- **WHAT THE TASK REQUIRES**
If a line in the material below has the string "update", copy it out.

******************************

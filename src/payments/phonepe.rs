use async_trait::async_trait;
use base64::{engine::general_purpose::STANDARD, Engine as _};
use serde::{Deserialize, Serialize};
use sha2::{Digest, Sha256};
use std::time::Duration;
use subtle::ConstantTimeEq;

use crate::{
    config::PhonePeConfig,
    payments::gateway::{
        GatewayError, GatewayReport, GatewayResponse, PayRequest, PayResponse, PaymentGateway,
    },
};

const PAY_PATH: &str = "/pg/v1/pay";
const DEFAULT_BASE_URL: &str = "https://api.phonepe.com/apis/hermes";

pub struct PhonePeClient {
    http: reqwest::Client,
    merchant_id: String,
    salt_key: String,
    salt_index: String,
    base_url: String,
    callback_url: String,
    redirect_url: String,
}

#[derive(Serialize)]
#[serde(rename_all = "camelCase")]
struct PayPayload<'a> {
    merchant_id: &'a str,
    merchant_transaction_id: &'a str,
    merchant_user_id: &'a str,
    amount: i64,
    redirect_url: &'a str,
    redirect_mode: &'a str,
    callback_url: &'a str,
    #[serde(skip_serializing_if = "Option::is_none")]
    mobile_number: Option<&'a str>,
    payment_instrument: PaymentInstrument,
}

#[derive(Serialize)]
struct PaymentInstrument {
    #[serde(rename = "type")]
    kind: &'static str,
}

#[derive(Deserialize)]
struct PayApiResponse {
    #[serde(default)]
    success: bool,
    #[serde(default)]
    code: String,
    #[serde(default)]
    message: Option<String>,
    #[serde(default)]
    data: Option<PayApiData>,
}

#[derive(Deserialize)]
#[serde(rename_all = "camelCase")]
struct PayApiData {
    instrument_response: Option<InstrumentResponse>,
}

#[derive(Deserialize)]
#[serde(rename_all = "camelCase")]
struct InstrumentResponse {
    redirect_info: Option<RedirectInfo>,
}

#[derive(Deserialize)]
struct RedirectInfo {
    url: String,
}

impl PhonePeClient {
    /// Builds a client when the gateway is enabled and fully configured.
    pub fn from_config(config: &PhonePeConfig) -> Option<Self> {
        if !config.enabled {
            return None;
        }

        let (Some(merchant_id), Some(salt_key), Some(salt_index), Some(callback_url), Some(redirect_url)) = (
            config.merchant_id.clone(),
            config.salt_key.clone(),
            config.salt_index.clone(),
            config.callback_url.clone(),
            config.redirect_url.clone(),
        ) else {
            tracing::warn!("PhonePe enabled but merchant id, salt or callback URLs are missing");
            return None;
        };

        let http = match reqwest::Client::builder()
            .timeout(Duration::from_secs(config.timeout_secs))
            .build()
        {
            Ok(client) => client,
            Err(e) => {
                tracing::error!("Failed to build PhonePe HTTP client: {}", e);
                return None;
            }
        };

        let base_url = config
            .base_url
            .clone()
            .unwrap_or_else(|| DEFAULT_BASE_URL.to_string())
            .trim_end_matches('/')
            .to_string();

        Some(Self {
            http,
            merchant_id,
            salt_key,
            salt_index,
            base_url,
            callback_url,
            redirect_url,
        })
    }

    fn sign(&self, body: &str, path: &str) -> String {
        request_checksum(body, path, &self.salt_key, &self.salt_index)
    }
}

/// `sha256hex(body + path + salt_key) + "###" + salt_index`, sent as
/// `X-VERIFY`. Callbacks are signed the same way without the path.
pub fn request_checksum(body: &str, path: &str, salt_key: &str, salt_index: &str) -> String {
    let mut hasher = Sha256::new();
    hasher.update(body.as_bytes());
    hasher.update(path.as_bytes());
    hasher.update(salt_key.as_bytes());
    format!("{}###{}", hex::encode(hasher.finalize()), salt_index)
}

pub fn callback_checksum(response_b64: &str, salt_key: &str, salt_index: &str) -> String {
    request_checksum(response_b64, "", salt_key, salt_index)
}

fn transport_error(e: reqwest::Error) -> GatewayError {
    if e.is_timeout() {
        GatewayError::Timeout
    } else {
        GatewayError::Transport(e.to_string())
    }
}

#[async_trait]
impl PaymentGateway for PhonePeClient {
    async fn initiate(&self, request: PayRequest) -> Result<PayResponse, GatewayError> {
        let payload = PayPayload {
            merchant_id: &self.merchant_id,
            merchant_transaction_id: &request.merchant_order_id,
            merchant_user_id: &request.merchant_user_id,
            amount: request.amount_paise,
            redirect_url: &self.redirect_url,
            redirect_mode: "POST",
            callback_url: &self.callback_url,
            mobile_number: request.mobile_number.as_deref(),
            payment_instrument: PaymentInstrument { kind: "PAY_PAGE" },
        };

        let json = serde_json::to_vec(&payload)
            .map_err(|e| GatewayError::Malformed(format!("could not encode pay request: {}", e)))?;
        let encoded = STANDARD.encode(json);

        let response = self
            .http
            .post(format!("{}{}", self.base_url, PAY_PATH))
            .header("X-VERIFY", self.sign(&encoded, PAY_PATH))
            .json(&serde_json::json!({ "request": encoded }))
            .send()
            .await
            .map_err(transport_error)?;

        let status = response.status();
        let body: PayApiResponse = response
            .json()
            .await
            .map_err(|e| GatewayError::Malformed(format!("HTTP {}: {}", status, e)))?;

        if !body.success {
            return Err(GatewayError::Rejected {
                code: body.code,
                message: body.message.unwrap_or_default(),
            });
        }

        let redirect_url = body
            .data
            .and_then(|data| data.instrument_response)
            .and_then(|instrument| instrument.redirect_info)
            .map(|info| info.url)
            .ok_or_else(|| GatewayError::Malformed("no redirect URL in pay response".to_string()))?;

        tracing::debug!("PhonePe order {} initiated", request.merchant_order_id);

        Ok(PayResponse { redirect_url })
    }

    async fn order_status(&self, merchant_order_id: &str) -> Result<GatewayReport, GatewayError> {
        let path = format!("/pg/v1/status/{}/{}", self.merchant_id, merchant_order_id);

        let response = self
            .http
            .get(format!("{}{}", self.base_url, path))
            .header("X-VERIFY", self.sign("", &path))
            .header("X-MERCHANT-ID", &self.merchant_id)
            .send()
            .await
            .map_err(transport_error)?;

        let status = response.status();
        let body: GatewayResponse = response
            .json()
            .await
            .map_err(|e| GatewayError::Malformed(format!("HTTP {}: {}", status, e)))?;

        GatewayReport::try_from(body)
    }

    fn verify_callback(&self, payload: &str, checksum: &str) -> bool {
        let expected = callback_checksum(payload, &self.salt_key, &self.salt_index);
        expected.as_bytes().ct_eq(checksum.trim().as_bytes()).into()
    }
}

#[cfg(test)]
mod tests {
    use super::*;

    const PAYLOAD: &str = "eyJtZXJjaGFudFRyYW5zYWN0aW9uSWQiOiJUWE4xXzAwMDAwMDAwIn0=";

    fn config() -> PhonePeConfig {
        PhonePeConfig {
            enabled: true,
            merchant_id: Some("CLUBMID".to_string()),
            salt_key: Some("salt-key".to_string()),
            salt_index: Some("1".to_string()),
            base_url: Some("https://api-preprod.phonepe.com/apis/pg-sandbox/".to_string()),
            callback_url: Some("http://localhost:8080/api/payments/callback".to_string()),
            redirect_url: Some("http://localhost:8080/".to_string()),
            timeout_secs: 5,
        }
    }

    #[test]
    fn pay_request_checksum_covers_the_path() {
        assert_eq!(
            request_checksum(PAYLOAD, PAY_PATH, "salt-key", "1"),
            "8e0797dbab266a5df1d330c2bf6a81bad7a89e9dabe40f6e577c88ca99a10d36###1"
        );
    }

    #[test]
    fn status_checksum_signs_the_path_alone() {
        assert_eq!(
            request_checksum("", "/pg/v1/status/CLUBMID/TXN1_00000000", "salt-key", "1"),
            "6366a1c671b5f55993ab657d3c2ffc426bb4a0ff1aaedb1bd15f17ef4eb761c5###1"
        );
    }

    #[test]
    fn callback_verification() {
        let client = PhonePeClient::from_config(&config()).unwrap();
        let valid = "1338be07e3a901dc9f76308b0440ba69c74391edfcbb1c87e44a6475dbc98783###1";

        assert_eq!(callback_checksum(PAYLOAD, "salt-key", "1"), valid);
        assert!(client.verify_callback(PAYLOAD, valid));
        assert!(!client.verify_callback(PAYLOAD, &valid.replace("###1", "###2")));
        assert!(!client.verify_callback("eyJ0YW1wZXJlZCI6dHJ1ZX0=", valid));
        assert!(!client.verify_callback(PAYLOAD, ""));
    }

    #[test]
    fn incomplete_config_disables_the_client() {
        let mut cfg = config();
        cfg.salt_key = None;
        assert!(PhonePeClient::from_config(&cfg).is_none());

        let mut cfg = config();
        cfg.enabled = false;
        assert!(PhonePeClient::from_config(&cfg).is_none());
    }

    #[test]
    fn base_url_is_normalised() {
        let client = PhonePeClient::from_config(&config()).unwrap();
        assert_eq!(client.base_url, "https://api-preprod.phonepe.com/apis/pg-sandbox");
    }
}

******************************

- **EXERCISE RESULT**
    hasher.update(body.as_bytes());
    hasher.update(path.as_bytes());
    hasher.update(salt_key.as_bytes());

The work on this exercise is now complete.